Another example of an artist who uses appropriation to critique colonial conditions is a Canadian artist of Dane-zaa and Swiss ancestry, Brian Jungen. Between 1998-2005 he became known for his series of sculptures, The Prototypes for New Understanding. Jungen created these sculptures by taking apart and reassembling Nike Air Jordan shoes to configure representations of northwest coast indigenous masks. Today, he is known as one of Canada’s most prolific contemporary artists for his work as he continues to bridge capitalist objects with sacred imagery to question what is deemed as culturally important in capitalist societies.
Curator and writer of Tlingit descent, Candice Hopkins, elicits why appropriation is embedded with a complicated nature in her article, The Appropriation Debates. Early in the article, Hopkins introduces the painting Open Casket by American artist Dana Shutz, which was presented at the Whitney Biennial in 2016. The painting references an image taken in 1955 of 14-year-old Emmett Till where he and his brutally harmed body are shown laid down in his casket at his funeral.

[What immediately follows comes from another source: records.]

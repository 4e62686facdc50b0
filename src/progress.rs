//! Progress-callback trait for per-image publishing events.
//!
//! Inject an [`Arc<dyn PublishProgressCallback>`] via
//! [`crate::config::PublishConfigBuilder::progress_callback`] to receive
//! events as the image pipeline resolves each directive of a document.
//!
//! # Example
//!
//! ```rust
//! use pressmark::{PublishConfig, PublishProgressCallback};
//! use std::sync::{Arc, atomic::{AtomicUsize, Ordering}};
//!
//! struct UploadCounter {
//!     uploads: AtomicUsize,
//! }
//!
//! impl PublishProgressCallback for UploadCounter {
//!     fn on_image_uploaded(&self, uri: &str, key: &str, location: &str) {
//!         self.uploads.fetch_add(1, Ordering::SeqCst);
//!         eprintln!("{uri} [{key}] → {location}");
//!     }
//! }
//!
//! let counter = Arc::new(UploadCounter { uploads: AtomicUsize::new(0) });
//! let config = PublishConfig::builder()
//!     .progress_callback(counter as Arc<dyn PublishProgressCallback>)
//!     .build()
//!     .unwrap();
//! ```

use std::sync::Arc;

/// Called by the publisher as it works through a document's directives.
///
/// The trait is `Send + Sync` because the blocking pipeline runs on a
/// `spawn_blocking` thread while the caller lives on the async side. All
/// methods default to no-ops.
pub trait PublishProgressCallback: Send + Sync {
    /// Called once after the document was scanned.
    ///
    /// # Arguments
    /// * `total_directives` — image and upload directives to resolve
    fn on_document_start(&self, total_directives: usize) {
        let _ = total_directives;
    }

    /// Called before a directive is resolved.
    ///
    /// # Arguments
    /// * `index` — 1-indexed position among the document's directives
    /// * `uri`   — the directive's source URI or path
    fn on_directive_start(&self, index: usize, total: usize, uri: &str) {
        let _ = (index, total, uri);
    }

    /// Called when a record already existed and no work was needed.
    fn on_cache_hit(&self, uri: &str, key: &str) {
        let _ = (uri, key);
    }

    /// Called after each successful upload (or preview stand-in).
    fn on_image_uploaded(&self, uri: &str, key: &str, location: &str) {
        let _ = (uri, key, location);
    }

    /// Called when a directive fails; the run aborts afterwards.
    fn on_directive_error(&self, index: usize, total: usize, error: &str) {
        let _ = (index, total, error);
    }

    /// Called once after every directive resolved.
    ///
    /// # Arguments
    /// * `uploads` — uploads performed in this run (0 on a fully warm store)
    fn on_document_complete(&self, total_directives: usize, uploads: usize) {
        let _ = (total_directives, uploads);
    }
}

/// A no-op implementation for callers that don't need progress events.
pub struct NoopProgressCallback;

impl PublishProgressCallback for NoopProgressCallback {}

/// Convenience alias matching the type stored in [`crate::config::PublishConfig`].
pub type ProgressCallback = Arc<dyn PublishProgressCallback>;
fn write_value<W: Write>(writer: &mut Writer<W>, value: &Value) -> Result<(), quick_xml::Error> {
    writer.write_event(Event::Start(BytesStart::new("value")))?;
    match value {
        Value::Int(i) => write_simple_element(writer, "int", &i.to_string())?,
        Value::Bool(b) => write_simple_element(writer, "boolean", if *b { "1" } else { "0" })?,
        Value::Str(s) => write_simple_element(writer, "string", s)?,
        Value::Double(d) => write_simple_element(writer, "double", &d.to_string())?,
        Value::Base64(bytes) => write_simple_element(writer, "base64", &STANDARD.encode(bytes))?,
        Value::DateTime(s) => write_simple_element(writer, "dateTime.iso8601", s)?,
        Value::Array(items) => {
            writer.write_event(Event::Start(BytesStart::new("array")))?;
            writer.write_event(Event::Start(BytesStart::new("data")))?;
            for item in items {
                write_value(writer, item)?;
            }
            writer.write_event(Event::End(BytesEnd::new("data")))?;
            writer.write_event(Event::End(BytesEnd::new("array")))?;
        }
        Value::Struct(members) => {
            writer.write_event(Event::Start(BytesStart::new("struct")))?;
            for (name, member) in members {
                writer.write_event(Event::Start(BytesStart::new("member")))?;
                write_simple_element(writer, "name", name)?;
                write_value(writer, member)?;
                writer.write_event(Event::End(BytesEnd::new("member")))?;
            }
            writer.write_event(Event::End(BytesEnd::new("struct")))?;
        }
        Value::Nil => writer.write_event(Event::Empty(BytesStart::new("nil")))?,
    }
    writer.write_event(Event::End(BytesEnd::new("value")))?;
    Ok(())
}

/// Serialise a `methodCall` document.
pub fn encode_call(method: &str, params: &[Value]) -> Result<String, HostError> {
    let encode = || -> Result<Vec<u8>, quick_xml::Error> {
        let mut writer = Writer::new(Cursor::new(Vec::new()));
        writer.write_event(Event::Decl(BytesDecl::new("1.0", None, None)))?;
        writer.write_event(Event::Start(BytesStart::new("methodCall")))?;
        write_simple_element(&mut writer, "methodName", method)?;
        writer.write_event(Event::Start(BytesStart::new("params")))?;
        for param in params {
            writer.write_event(Event::Start(BytesStart::new("param")))?;
            write_value(&mut writer, param)?;
            writer.write_event(Event::End(BytesEnd::new("param")))?;
        }
        writer.write_event(Event::End(BytesEnd::new("params")))?;
        writer.write_event(Event::End(BytesEnd::new("methodCall")))?;
        Ok(writer.into_inner().into_inner())
    };
    let bytes = encode().map_err(|e| HostError::Malformed(format!("encoding {method}: {e}")))?;
    String::from_utf8(bytes).map_err(|e| HostError::Malformed(e.to_string()))
}

// ── Decoding ─────────────────────────────────────────────────────────────

#[derive(Debug, Default)]
struct Node {
    name: String,
    text: String,
    children: Vec<Node>,
}

impl Node {
    fn named(name: &[u8]) -> Self {
        Self {
            name: String::from_utf8_lossy(name).into_owned(),
            ..Default::default()
        }
    }

    fn child(&self, name: &str) -> Option<&Node> {
        self.children.iter().find(|c| c.name == name)
    }
}

fn parse_tree(xml: &str) -> Result<Node, HostError> {
    let malformed = |e: quick_xml::Error| HostError::Malformed(e.to_string());
    let mut reader = Reader::from_str(xml);
    reader.trim_text(false);
    let mut stack = vec![Node::named(b"#document")];

    loop {
        match reader.read_event().map_err(malformed)? {
            Event::Start(e) => stack.push(Node::named(e.local_name().as_ref())),
            Event::Empty(e) => {
                let node = Node::named(e.local_name().as_ref());
                if let Some(top) = stack.last_mut() {
                    top.children.push(node);
                }
            }
            Event::Text(t) => {
                let text = t.unescape().map_err(malformed)?;
                if let Some(top) = stack.last_mut() {
                    top.text.push_str(&text);
                }
            }
            Event::CData(c) => {
                if let Some(top) = stack.last_mut() {
                    top.text.push_str(&String::from_utf8_lossy(&c.into_inner()));
                }
            }
            Event::End(_) => {
                if stack.len() < 2 {
                    return Err(HostError::Malformed("unbalanced end tag".into()));
                }
                if let (Some(node), Some(parent)) = (stack.pop(), stack.last_mut()) {
                    parent.children.push(node);
                }
            }
            Event::Eof => break,
            _ => {}
        }
    }

    match (stack.pop(), stack.is_empty()) {
        (Some(root), true) => Ok(root),
        _ => Err(HostError::Malformed("unclosed element".into())),
    }
}

fn value_from(node: &Node) -> Result<Value, HostError> {
    let Some(typed) = node.children.first() else {
        // Untyped values are strings.
        return Ok(Value::Str(node.text.clone()));
    };
    let text = typed.text.trim();
    let bad = |what: &str| HostError::Malformed(format!("bad {what} value '{text}'"));

    Ok(match typed.name.as_str() {
        "int" | "i4" | "i8" => Value::Int(text.parse().map_err(|_| bad("int"))?),
        "boolean" => match text {
            "1" => Value::Bool(true),
            "0" => Value::Bool(false),
            _ => return Err(bad("boolean")),
        },
        "string" => Value::Str(typed.text.clone()),
        "double" => Value::Double(text.parse().map_err(|_| bad("double"))?),
        "base64" => {
            let compact: String = text.split_whitespace().collect();
            Value::Base64(STANDARD.decode(compact).map_err(|_| bad("base64"))?)
        }
        "dateTime.iso8601" => Value::DateTime(text.to_string()),
        "nil" => Value::Nil,
        "array" => {
            let data = typed
                .child("data")
                .ok_or_else(|| HostError::Malformed("array without data".into()))?;
            Value::Array(
                data.children
                    .iter()
                    .filter(|c| c.name == "value")
                    .map(value_from)
                    .collect::<Result<_, _>>()?,
            )
        }
        "struct" => {
            let mut members = BTreeMap::new();
            for member in typed.children.iter().filter(|c| c.name == "member") {
                let name = member
                    .child("name")
                    .map(|n| n.text.trim().to_string())
                    .ok_or_else(|| HostError::Malformed("member without name".into()))?;
                let value = member
                    .child("value")
                    .ok_or_else(|| HostError::Malformed(format!("member '{name}' without value")))?;
                members.insert(name, value_from(value)?);
            }
            Value::Struct(members)
        }
        other => return Err(HostError::Malformed(format!("unknown type <{other}>"))),
    })
}

/// Parse a `methodResponse`; a fault becomes [`HostError::Fault`].
pub fn parse_response(xml: &str) -> Result<Value, HostError> {
    let root = parse_tree(xml)?;
    let response = root
        .child("methodResponse")
        .ok_or_else(|| HostError::Malformed("no methodResponse".into()))?;

    if let Some(fault) = response.child("fault") {
        let value = fault
            .child("value")
            .map(value_from)
            .transpose()?
            .unwrap_or(Value::Nil);
        return Err(HostError::Fault {
            code: value.member("faultCode").and_then(Value::as_i64).unwrap_or(0),
            message: value
                .member("faultString")
                .and_then(Value::as_str)
                .unwrap_or_default()
                .to_string(),
        });
    }

    let value = response
        .child("params")
        .and_then(|p| p.child("param"))
        .and_then(|p| p.child("value"))
        .ok_or_else(|| HostError::Malformed("response without params".into()))?;
    value_from(value)
}

// ── Client ───────────────────────────────────────────────────────────────

/// A WordPress blog reached through its `xmlrpc.php` endpoint.
pub struct WordPressClient {
    http: reqwest::blocking::Client,
    url: String,
    username: String,
    password: String,
    blog_id: String,
    tags: Mutex<Option<Vec<Tag>>>,
    categories: Mutex<Option<Vec<Category>>>,
}

impl std::fmt::Debug for WordPressClient {
    fn fmt(&self, f: &mut std::fmt::Formatter<'_>) -> std::fmt::Result {
        f.debug_struct("WordPressClient")
            .field("url", &self.url)
            .field("username", &self.username)
            .field("blog_id", &self.blog_id)
            .finish()
    }
}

Till’s murder, and this image, are historically symbolic for movements that advocate to expose and overturn the deep-seated white supremacy and racial injustice in America. Using this image to create her painting, Shutz faced criticism as many accused her of creating spectacularization towards the death of black people. As Hopkins alludes, there is an ethical implication of Shutz taking this image to use for her own subjective and artistic benefit. Hopkin’s demonstrates that appropriation can and often, “takes place when there are imbalances of power when one attempts to represent the other.” Her article brings forth crucial considerations about appropriative practices in art: artists are those who work to conjure debate and question the status quo of society, yet that doesn’t mean they have the inherent right to speak through, about, or for another’s culture, history, or marginalization.
Appropriation has a significant purpose as a practice of art. Still, it is essential to remember that appropriation is a complicated practice within a complex moral history. As Nishnaabekwe Artist Aylan Couchie expresses, recognizing that the canon of contemporary and modern art is tied to a community of European (or settler) artists, Western ideologies, and whiteness is important in understanding how appropriation has operated throughout art history. Despite productive examples of appropriative art, it is essential to recognize there are ethical implications when the appropriation is used in a system of power to dominate and perpetuate injustice. Even so, appropriation is a nuanced practice and has been a method for diverse artists from diverse backgrounds to critique and contemplate conditions of society, art history, and culture. In art, appropriation is used to contemplate history, reframe ideas, generate conversation, and produce new ways of thinking, exploring, and informing.